• Records for the task:
>>
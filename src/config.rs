//! Analysis configuration
//!
//! Every threshold, rate and price used by the pipeline lives here and is
//! passed explicitly into each run, so several analyses with different
//! assumptions can execute side by side. Defaults reproduce the reference
//! hospital study (3σ Z-score, 1.5×IQR Tukey fences, 10% missing and 5%
//! duplicate estimation rates, R$ unit prices).
//!
//! A configuration is validated once, before any record is processed;
//! validation failures are the only fatal errors of an analysis run.

use crate::record::Material;
use serde::{Deserialize, Serialize};
use std::collections::BTreeMap;
use std::fs;
use std::path::{Path, PathBuf};
use thiserror::Error;

/// Errors raised by malformed configuration
#[derive(Error, Debug)]
pub enum ConfigError {
    #[error("{name} must be a positive finite number, got {value}")]
    NonPositive { name: &'static str, value: f64 },

    #[error("severity cut points must be strictly increasing (watch < alert < critical), got {watch} / {alert} / {critical}")]
    NonMonotonicSeverity { watch: f64, alert: f64, critical: f64 },

    #[error("IQR multipliers must satisfy 0 <= watch < outlier < critical, got {watch} / {outlier} / {critical}")]
    IqrMultipliersOutOfOrder { watch: f64, outlier: f64, critical: f64 },

    #[error("{name} must be within [0, 1], got {value}")]
    RateOutOfRange { name: &'static str, value: f64 },

    #[error("unit price for {material} must be a non-negative finite number, got {price}")]
    InvalidPrice { material: Material, price: f64 },

    #[error("indirect cost '{name}' must be a non-negative finite number, got {value}")]
    InvalidIndirectCost { name: &'static str, value: f64 },

    #[error("failed to read config file {path}: {source}")]
    Read {
        path: PathBuf,
        #[source]
        source: std::io::Error,
    },

    #[error("invalid config TOML: {0}")]
    Parse(#[from] toml::de::Error),
}

pub type Result<T> = std::result::Result<T, ConfigError>;

/// Severity cut points
///
/// `watch`, `alert` and `critical` apply to |z|. `iqr_watch` and
/// `iqr_critical` are IQR multipliers for the inner (Attention) and outer
/// (Critical) fences around the outlier fence set by
/// [`AnalysisConfig::iqr_multiplier`].
#[derive(Debug, Clone, PartialEq, Serialize, Deserialize)]
#[serde(default)]
pub struct SeverityThresholds {
    pub watch: f64,
    pub alert: f64,
    pub critical: f64,
    pub iqr_watch: f64,
    pub iqr_critical: f64,
}

impl Default for SeverityThresholds {
    fn default() -> Self {
        Self {
            watch: 2.0,
            alert: 3.0,
            critical: 4.0,
            iqr_watch: 1.0,
            iqr_critical: 3.0,
        }
    }
}

/// Fixed indirect costs added on top of the direct impact estimate
#[derive(Debug, Clone, PartialEq, Serialize, Deserialize)]
#[serde(default)]
pub struct IndirectCosts {
    /// Labour spent correcting records
    pub correction_labor: f64,
    /// Procedures delayed by missing material
    pub procedure_delays: f64,
    /// Emergency purchases at premium prices
    pub emergency_purchases: f64,
}

impl Default for IndirectCosts {
    fn default() -> Self {
        Self {
            correction_labor: 3_500.0,
            procedure_delays: 12_000.0,
            emergency_purchases: 6_500.0,
        }
    }
}

impl IndirectCosts {
    pub fn total(&self) -> f64 {
        self.correction_labor + self.procedure_delays + self.emergency_purchases
    }

    /// No indirect costs at all
    pub fn none() -> Self {
        Self {
            correction_labor: 0.0,
            procedure_delays: 0.0,
            emergency_purchases: 0.0,
        }
    }
}

/// Unit price per material
#[derive(Debug, Clone, PartialEq, Serialize, Deserialize)]
#[serde(transparent)]
pub struct PriceTable(BTreeMap<Material, f64>);

impl Default for PriceTable {
    fn default() -> Self {
        Self(BTreeMap::from([
            (Material::Seringa, 2.5),       // per unit
            (Material::Medicamentos, 45.0), // per unit
            (Material::Tubo, 15.0),         // per unit
            (Material::Esparadrapo, 8.0),   // per roll
            (Material::Gaze, 3.5),          // per pack
        ]))
    }
}

impl PriceTable {
    pub fn new() -> Self {
        Self(BTreeMap::new())
    }

    pub fn with_price(mut self, material: Material, price: f64) -> Self {
        self.0.insert(material, price);
        self
    }

    pub fn get(&self, material: Material) -> Option<f64> {
        self.0.get(&material).copied()
    }

    pub fn iter(&self) -> impl Iterator<Item = (Material, f64)> + '_ {
        self.0.iter().map(|(m, p)| (*m, *p))
    }
}

impl FromIterator<(Material, f64)> for PriceTable {
    fn from_iter<I: IntoIterator<Item = (Material, f64)>>(iter: I) -> Self {
        Self(iter.into_iter().collect())
    }
}

/// Configuration for a single analysis run
///
/// # Example
/// ```
/// use stockaudit::config::AnalysisConfig;
///
/// let config = AnalysisConfig::default();
/// assert_eq!(config.z_threshold, 3.0);
/// assert_eq!(config.iqr_multiplier, 1.5);
/// assert!(config.validate().is_ok());
/// ```
#[derive(Debug, Clone, PartialEq, Serialize, Deserialize)]
#[serde(default)]
pub struct AnalysisConfig {
    /// |z| above which the Z-score test flags a record
    pub z_threshold: f64,

    /// Tukey fence multiplier for the IQR test
    pub iqr_multiplier: f64,

    /// Share of flagged records per group assumed to hide a missing record
    pub missing_rate: f64,

    /// Share of each flagged record's value attributed to duplication
    pub duplicate_rate: f64,

    pub severity: SeverityThresholds,

    pub prices: PriceTable,

    pub indirect_costs: IndirectCosts,

    /// Bound the incorrect-record factor to [0, 1], evaluated on |z|.
    /// Off by default, which applies `(z - 1) / z` on the signed Z-score.
    pub clamp_incorrect_factor: bool,
}

impl Default for AnalysisConfig {
    fn default() -> Self {
        Self {
            z_threshold: 3.0,
            iqr_multiplier: 1.5,
            missing_rate: 0.10,
            duplicate_rate: 0.05,
            severity: SeverityThresholds::default(),
            prices: PriceTable::default(),
            indirect_costs: IndirectCosts::default(),
            clamp_incorrect_factor: false,
        }
    }
}

impl AnalysisConfig {
    /// Parse a TOML document; absent keys keep their defaults
    pub fn from_toml_str(contents: &str) -> Result<Self> {
        Ok(toml::from_str(contents)?)
    }

    /// Load and validate a TOML configuration file
    pub fn from_file<P: AsRef<Path>>(path: P) -> Result<Self> {
        let path = path.as_ref();
        let contents = fs::read_to_string(path).map_err(|source| ConfigError::Read {
            path: path.to_path_buf(),
            source,
        })?;
        let config = Self::from_toml_str(&contents)?;
        config.validate()?;
        Ok(config)
    }

    /// Validate configuration
    pub fn validate(&self) -> Result<()> {
        positive("z_threshold", self.z_threshold)?;
        positive("iqr_multiplier", self.iqr_multiplier)?;

        let s = &self.severity;
        positive("severity.watch", s.watch)?;
        positive("severity.alert", s.alert)?;
        positive("severity.critical", s.critical)?;
        if !(s.watch < s.alert && s.alert < s.critical) {
            return Err(ConfigError::NonMonotonicSeverity {
                watch: s.watch,
                alert: s.alert,
                critical: s.critical,
            });
        }

        let fences_ordered = s.iqr_watch.is_finite()
            && s.iqr_critical.is_finite()
            && s.iqr_watch >= 0.0
            && s.iqr_watch < self.iqr_multiplier
            && self.iqr_multiplier < s.iqr_critical;
        if !fences_ordered {
            return Err(ConfigError::IqrMultipliersOutOfOrder {
                watch: s.iqr_watch,
                outlier: self.iqr_multiplier,
                critical: s.iqr_critical,
            });
        }

        rate("missing_rate", self.missing_rate)?;
        rate("duplicate_rate", self.duplicate_rate)?;

        // Materials without a price are allowed and simply left unvalued
        for (material, price) in self.prices.iter() {
            if !price.is_finite() || price < 0.0 {
                return Err(ConfigError::InvalidPrice { material, price });
            }
        }

        let costs = &self.indirect_costs;
        for (name, value) in [
            ("correction_labor", costs.correction_labor),
            ("procedure_delays", costs.procedure_delays),
            ("emergency_purchases", costs.emergency_purchases),
        ] {
            if !value.is_finite() || value < 0.0 {
                return Err(ConfigError::InvalidIndirectCost { name, value });
            }
        }

        Ok(())
    }
}

fn positive(name: &'static str, value: f64) -> Result<()> {
    if value.is_finite() && value > 0.0 {
        Ok(())
    } else {
        Err(ConfigError::NonPositive { name, value })
    }
}

fn rate(name: &'static str, value: f64) -> Result<()> {
    if (0.0..=1.0).contains(&value) {
        Ok(())
    } else {
        Err(ConfigError::RateOutOfRange { name, value })
    }
}
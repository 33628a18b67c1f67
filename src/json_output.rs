//! JSON output format for analysis reports
//!
//! --format json implementation

use crate::pipeline::AnalysisReport;
use serde::Serialize;

pub const FORMAT_ID: &str = "stockaudit-json-v1";

/// Versioned JSON envelope around an analysis report
#[derive(Debug, Serialize)]
pub struct JsonOutput<'a> {
    pub version: &'static str,
    pub format: &'static str,
    #[serde(flatten)]
    pub report: &'a AnalysisReport,
}

impl<'a> JsonOutput<'a> {
    pub fn new(report: &'a AnalysisReport) -> Self {
        Self {
            version: env!("CARGO_PKG_VERSION"),
            format: FORMAT_ID,
            report,
        }
    }

    /// Serialize to pretty-printed JSON
    pub fn to_json(&self) -> serde_json::Result<String> {
        serde_json::to_string_pretty(self)
    }
}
<<
• Your task: When a line in the data contains "NonPositive", return it as written.

• Task output:
    NonPositive { name: &'static str, value: f64 },
        Err(ConfigError::NonPositive { name, value })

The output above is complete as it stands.